Aurangabad based Tier 1 supplier Endurance Technologies has made an acquisition move each in April and May. Its 3.5 million euro (Rs 29 crore) acquisition of Adler, an Italian supplier of clutches, gears and some other components was followed by the takeover of Grimeca for 2.25 million euros (Rs 18.6 crore), also of Italy. Both have been technology partners for Endurance Technologies. If not this month, creating a hat-trick of sorts, another acquisition may not be too far away.


“I’m still looking for lot of opportunities,” Anurang Jain, MD, Endurance Technologies tells Autocar Professional.  Jain says the key drivers for Endurance Technologies to take more inorganic growth steps would be technology and additional business. Both can help him maintain his business philosophy of profitable and better-than-industry performance. The acquisitions of Adler and Grimeca, both former technology partners, strengthen Endurance Technologies’ brakes and transmission businesses. These business arms are at the lower half of the company’s business verticals – suspension, aluminium casting, clutch/transmission, braking systems. Though at the bottom of the list, the brakes business is growing the fastest, thanks also to new regulations, and along with clutches contribute to 25 percent of Endurance Technologies’ domestic business.

 

Growth via the inorganic route
The Grimeca acquisition will be tapped mainly for enhancing the company’s presence in the Indian two-wheeler industry, which is witnessing a growing trend of premiumisation of products. It is learnt that Grimeca is already sitting with orders from Indian two-wheeler OEMs. One of Grimeca’s core products is a disc brake technology, which is between a regular disc brake and the premium floating disc brake.

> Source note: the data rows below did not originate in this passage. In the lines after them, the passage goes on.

/// A parameter accepted as either a single value or an ordered list of values.
#[derive(Debug, Clone, PartialEq)]
pub enum OneOrMany {
    One(String),
    Many(Vec<String>),
}

impl OneOrMany {
    pub fn into_vec(self) -> Vec<String> {
        match self {
            OneOrMany::One(value) => vec![value],
            OneOrMany::Many(values) => values,
        }
    }

    /// The comma-joined query value.
    pub fn joined(&self) -> String {
        match self {
            OneOrMany::One(value) => value.clone(),
            OneOrMany::Many(values) => values.join(","),
        }
    }

    pub fn is_empty(&self) -> bool {
        match self {
            OneOrMany::One(value) => value.is_empty(),
            OneOrMany::Many(values) => values.is_empty(),
        }
    }
}

impl From<&str> for OneOrMany {
    fn from(value: &str) -> Self {
        OneOrMany::One(value.to_string())
    }
}

impl From<String> for OneOrMany {
    fn from(value: String) -> Self {
        OneOrMany::One(value)
    }
}

impl From<Vec<String>> for OneOrMany {
    fn from(values: Vec<String>) -> Self {
        OneOrMany::Many(values)
    }
}

impl From<Vec<&str>> for OneOrMany {
    fn from(values: Vec<&str>) -> Self {
        OneOrMany::Many(values.into_iter().map(str::to_string).collect())
    }
}

impl<const N: usize> From<[&str; N]> for OneOrMany {
    fn from(values: [&str; N]) -> Self {
        OneOrMany::Many(values.iter().map(|value| value.to_string()).collect())
    }
}

/// Ordered query parameters. Absent values are never sent.
#[derive(Debug, Clone, Default, PartialEq)]
pub struct Parameters(Vec<(String, String)>);

impl Parameters {
    pub fn new() -> Self {
        Parameters::default()
    }

    pub fn text(mut self, name: &str, value: Option<&str>) -> Self {
        if let Some(value) = value {
            self.0.push((name.to_string(), value.to_string()));
        }
        self
    }

    pub fn flag(mut self, name: &str, value: Option<bool>) -> Self {
        if let Some(value) = value {
            self.0.push((name.to_string(), value.to_string()));
        }
        self
    }

    pub fn number(mut self, name: &str, value: Option<u32>) -> Self {
        if let Some(value) = value {
            self.0.push((name.to_string(), value.to_string()));
        }
        self
    }

    pub fn list(mut self, name: &str, value: Option<&OneOrMany>) -> Self {
        if let Some(value) = value {
            self.0.push((name.to_string(), value.joined()));
        }
        self
    }

    pub fn get(&self, name: &str) -> Option<&str> {
        self.0
            .iter()
            .find(|(key, _)| key == name)
            .map(|(_, value)| value.as_str())
    }

    pub fn into_vec(self) -> Vec<(String, String)> {
        self.0
    }
}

Though done in quick succession, negotiations for Adler and Grimeca were one for close to a year. Jain could possibly negotiating with some more companies as he also looks to venture into new segments. That may include components/systems for EV and hybrid vehicles. “We are looking at new technology products which have few players, and have a scope of growth. If you have (advanced) technology and processes you have good potential for growth,” says Jain. He says that Endurance Technologies looks at making need based R&D investments, over having a fixed target as a percentage of sales. The Rs 45 crore proving ground near Aurangabad is an example, to get first-time-right products. “I’m spending where it is required,” he says.

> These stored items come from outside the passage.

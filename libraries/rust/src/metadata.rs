//! Reference data: currencies, identifiers, attributes, data columns and
//! classification sectors.

use crate::error::Error;
use crate::params::{OneOrMany, Parameters};
use crate::table::Table;
use crate::transport::{fetch, Interface, Request};
use crate::views::{flatten_classifications, CLASSIFICATION_CODE};
use tracing::info;

const CURRENCIES_PATH: &str = "metadata/currencies";

const IDENTIFIERS_PATH: &str = "metadata/identifiers";

const ATTRIBUTES_PATH: &str = "metadata/attributes";

const DATA_COLUMNS_PATH: &str = "metadata/data-columns";

const CLASSIFICATION_SECTORS_PATH: &str = "metadata/classification-sectors";

pub const DEFAULT_CLASSIFICATION_CODE: &str = "MAJOR_ASSET_CLASS";

/// Optional filters for [`get_attributes`]. Empty strings and lists are
/// treated as absent.
#[derive(Debug, Clone, Default)]
pub struct AttributesQuery {
    pub include_portfolio_attributes: Option<bool>,
    /// e.g. "All"
    pub data_owner_type: Option<String>,
    /// e.g. ["Price", "CashRate", "Classification"]
    pub attribute_types: Option<OneOrMany>,
    /// e.g. ["Sector", "Identifier", "Money", "Number", "Date"]
    pub attribute_data_types: Option<OneOrMany>,
}

impl AttributesQuery {
    fn parameters(&self) -> Parameters {
        Parameters::new()
            .flag("portfolioAttributes", self.include_portfolio_attributes)
            .text(
                "dataOwnerType",
                self.data_owner_type.as_deref().filter(|value| !value.is_empty()),
            )
            .list(
                "attributeTypes",
                self.attribute_types.as_ref().filter(|values| !values.is_empty()),
            )
            .list(
                "attributeDataTypes",
                self.attribute_data_types
                    .as_ref()
                    .filter(|values| !values.is_empty()),
            )
    }
}

pub async fn get_currencies(client: &dyn Interface) -> Result<Table, Error> {
    let payload = fetch(client, Request::get(CURRENCIES_PATH)).await?;
    Table::from_records_at(&payload, "currencies")
}

/// Identifier types available for tickers.
pub async fn get_identifiers(client: &dyn Interface) -> Result<Table, Error> {
    let payload = fetch(client, Request::get(IDENTIFIERS_PATH)).await?;
    Table::from_records_at(&payload, "identifiers")
}

pub async fn get_attributes(client: &dyn Interface, query: &AttributesQuery) -> Result<Table, Error> {
    let request = Request::get(ATTRIBUTES_PATH).query_parameters(query.parameters().into_vec());

    let payload = fetch(client, request).await?;
    let attributes = Table::from_records_at(&payload, "attributes")?;

    info!("Received {} attributes", attributes.height());

    Ok(attributes)
}

/// Data columns usable as inputs to analytics requests.
pub async fn get_data_columns(client: &dyn Interface) -> Result<Table, Error> {
    let payload = fetch(client, Request::get(DATA_COLUMNS_PATH)).await?;
    Table::from_records_at(&payload, "dataColumns")
}

/// Sectors of each requested classification, indexed by classification code.
/// `None` requests [`DEFAULT_CLASSIFICATION_CODE`].
pub async fn get_classification_sectors(
    client: &dyn Interface,
    classification_codes: Option<OneOrMany>,
) -> Result<Table, Error> {
    let classification_codes = classification_codes
        .unwrap_or_else(|| OneOrMany::from(DEFAULT_CLASSIFICATION_CODE));

    let parameters = Parameters::new().list(
        "classificationCodes",
        Some(&classification_codes).filter(|codes| !codes.is_empty()),
    );

    let request = Request::get(CLASSIFICATION_SECTORS_PATH).query_parameters(parameters.into_vec());

    let payload = fetch(client, request).await?;
    let sectors = payload
        .get("classificationSectors")
        .ok_or_else(|| Error::Other("Payload has no classificationSectors key".to_string()))?;

    flatten_classifications(sectors, CLASSIFICATION_CODE, "sectors")
}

Endurance Tehnologies’ acquisitions attract extra attention for being done during the ongoing pandemic times when cash flow is a leading challenge that’s forcing companies to stop or reduce investment plans. What’s helping Jain and his team to explore new opportunities is Endurance Technologies’ virtually zero debt status. This was not the case a few years ago.

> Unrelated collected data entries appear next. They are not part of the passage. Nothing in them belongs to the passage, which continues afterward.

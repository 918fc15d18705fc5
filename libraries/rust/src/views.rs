//! Lazily materialized, memoized tables over one raw response payload.

use crate::error::Error;
use crate::table::{normalized_rows, Table};
use serde_json::Value;
use std::cell::RefCell;
use std::collections::HashMap;
use std::sync::Arc;
use tracing::{debug, warn};

pub const CLASSIFICATION_CODE: &str = "classificationCode";

const PORTFOLIOS: &str = "portfolios";

const PORTFOLIO_HEADER: &str = "portfolioHeader";

const PORTFOLIO_ID: &str = "portfolioId";

const HOLDINGS_STATEMENT_HEADERS: &str = "holdingsStatementHeaders";

/// How a view is produced from the payload.
#[derive(Debug, Clone, Copy, PartialEq)]
pub enum Transform {
    /// An array of mappings under the view's key, one row per mapping.
    Records,
    /// Classification records under the view's key, flattened on `nested`
    /// and indexed by `code`.
    Classifications {
        code: &'static str,
        nested: &'static str,
    },
    /// Derived from several parts of the whole payload.
    Composite(Composite),
}

#[derive(Debug, Clone, Copy, PartialEq)]
pub enum Composite {
    /// The `portfolioHeader` of every portfolio, indexed by `portfolioId`.
    PortfolioHeaders,
    /// The holdings statement headers of every portfolio, tagged with the
    /// owning portfolio's id.
    PortfolioStatements,
}

/// Static view-name to transform table. Names absent from it resolve to an
/// empty table.
pub type Dispatch = [(&'static str, Transform)];

impl Transform {
    fn apply(&self, data: &Value) -> Result<Table, Error> {
        match self {
            Transform::Records => match data.as_array() {
                Some(records) => Table::from_records(records),
                None => Err(Error::Other(format!(
                    "Expected an array of records, got: {data}"
                ))),
            },
            Transform::Classifications { code, nested } => {
                flatten_classifications(data, code, nested)
            }
            Transform::Composite(composite) => composite.apply(data),
        }
    }
}

impl Composite {
    fn apply(&self, payload: &Value) -> Result<Table, Error> {
        let portfolios = match payload.get(PORTFOLIOS) {
            Some(portfolios) => portfolios,
            None => {
                debug!("Payload has no {} key", PORTFOLIOS);
                return Ok(Table::empty());
            }
        };

        match self {
            Composite::PortfolioHeaders => {
                let headers: Vec<Value> = portfolios
                    .as_array()
                    .map(|items| {
                        items
                            .iter()
                            .filter_map(|item| item.get(PORTFOLIO_HEADER).cloned())
                            .collect()
                    })
                    .unwrap_or_default();

                indexed(Table::from_records(&headers)?, PORTFOLIO_ID)
            }
            Composite::PortfolioStatements => join_children(
                portfolios,
                HOLDINGS_STATEMENT_HEADERS,
                &[PORTFOLIO_HEADER, PORTFOLIO_ID],
            ),
        }
    }
}

/// Flatten each record's `nested` structure into rows, tag the rows with the
/// record's `code`, and index the result by `code`. Record order and row order
/// within a record are preserved; the index is not unique.
pub fn flatten_classifications(records: &Value, code: &str, nested: &str) -> Result<Table, Error> {
    let records = records.as_array().ok_or_else(|| {
        Error::Other(format!(
            "Expected an array of classification records, got: {records}"
        ))
    })?;

    let rows = records.iter().flat_map(|record| {
        let value = record.get(code).cloned().unwrap_or_else(|| {
            warn!("Classification record without {}", code);
            Value::Null
        });

        normalized_rows(record.get(nested).unwrap_or(&Value::Null))
            .into_iter()
            .map(move |mut row| {
                row.retain(|(name, _)| name != code);
                row.push((code.to_string(), value.clone()));
                row
            })
    });

    indexed(Table::from_rows(rows)?, code)
}

/// One row per child found under `children` of each parent, annotated with the
/// parent's value at `parent_id`. Parents without children add no rows.
pub fn join_children(parents: &Value, children: &str, parent_id: &[&str]) -> Result<Table, Error> {
    match parents.as_array() {
        Some(parents) => Table::normalize_records(parents, children, parent_id),
        None => Err(Error::Other(format!(
            "Expected an array of parent records, got: {parents}"
        ))),
    }
}

fn indexed(table: Table, column: &str) -> Result<Table, Error> {
    if table.column(column).is_none() {
        return Ok(table);
    }

    table.set_index(column)
}

/// A raw payload plus a write-once cache of the tables derived from it.
///
/// The cache is not synchronized: a `Views` can move between threads but not
/// be shared across them.
#[derive(Debug)]
pub struct Views {
    payload: Value,
    dispatch: &'static Dispatch,
    cache: RefCell<HashMap<String, Arc<Table>>>,
}

impl Views {
    pub fn new(payload: Value, dispatch: &'static Dispatch) -> Self {
        Views {
            payload,
            dispatch,
            cache: RefCell::new(HashMap::new()),
        }
    }

    pub fn raw_payload(&self) -> &Value {
        &self.payload
    }

    /// The table for `name`, computed on first access and shared afterwards.
    pub fn view(&self, name: &str) -> Arc<Table> {
        if let Some(table) = self.cache.borrow().get(name) {
            return Arc::clone(table);
        }

        let table = Arc::new(self.materialize(name));

        self.cache
            .borrow_mut()
            .insert(name.to_string(), Arc::clone(&table));

        table
    }

    fn materialize(&self, name: &str) -> Table {
        let transform = match self.dispatch.iter().find(|(key, _)| *key == name) {
            Some((_, transform)) => transform,
            None => {
                debug!("No transform registered for view {}", name);
                return Table::empty();
            }
        };

        let table = match (transform, self.payload.get(name)) {
            (Transform::Composite(composite), _) => composite.apply(&self.payload),
            (_, Some(data)) => transform.apply(data),
            (_, None) => {
                debug!("Payload has no {} key", name);
                return Table::empty();
            }
        };

        table.unwrap_or_else(|e| {
            warn!("View {} degraded to an empty table: {}", name, e);
            Table::empty()
        })
    }
}

/// Declare a result type wrapping [`Views`] with a static dispatch table and
/// one named accessor per view.
macro_rules! multi_view {
    (
        $(#[$meta:meta])*
        pub struct $name:ident {
            $( $accessor:ident => $key:literal : $transform:expr ),* $(,)?
        }
    ) => {
        $(#[$meta])*
        #[derive(Debug)]
        pub struct $name {
            views: $crate::views::Views,
        }

        impl $name {
            pub const DISPATCH: &'static $crate::views::Dispatch = &[ $( ($key, $transform) ),* ];

            pub fn new(payload: serde_json::Value) -> Self {
                $name {
                    views: $crate::views::Views::new(payload, Self::DISPATCH),
                }
            }

            pub fn raw_payload(&self) -> &serde_json::Value {
                self.views.raw_payload()
            }

            pub fn view(&self, name: &str) -> std::sync::Arc<$crate::table::Table> {
                self.views.view(name)
            }

            $(
                pub fn $accessor(&self) -> std::sync::Arc<$crate::table::Table> {
                    self.views.view($key)
                }
            )*
        }
    };
}

pub(crate) use multi_view;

The current pandemic times could see further consolidation in the global auto component industry, with attractive valuations of many target companies. The list of companies making inorganic moves in the global industry could include a few more Indian companies, with strong financial health and appetite for technology and business acquisitions. However, they would also keep a more stringent check on their operations and cash outflow as industry dynamics also change, some for good. “When you are running, there are many things you don’t focus on. Today we are going through each and every spend. We are finding many areas for cost saving, based on logic and facts,” says Jain.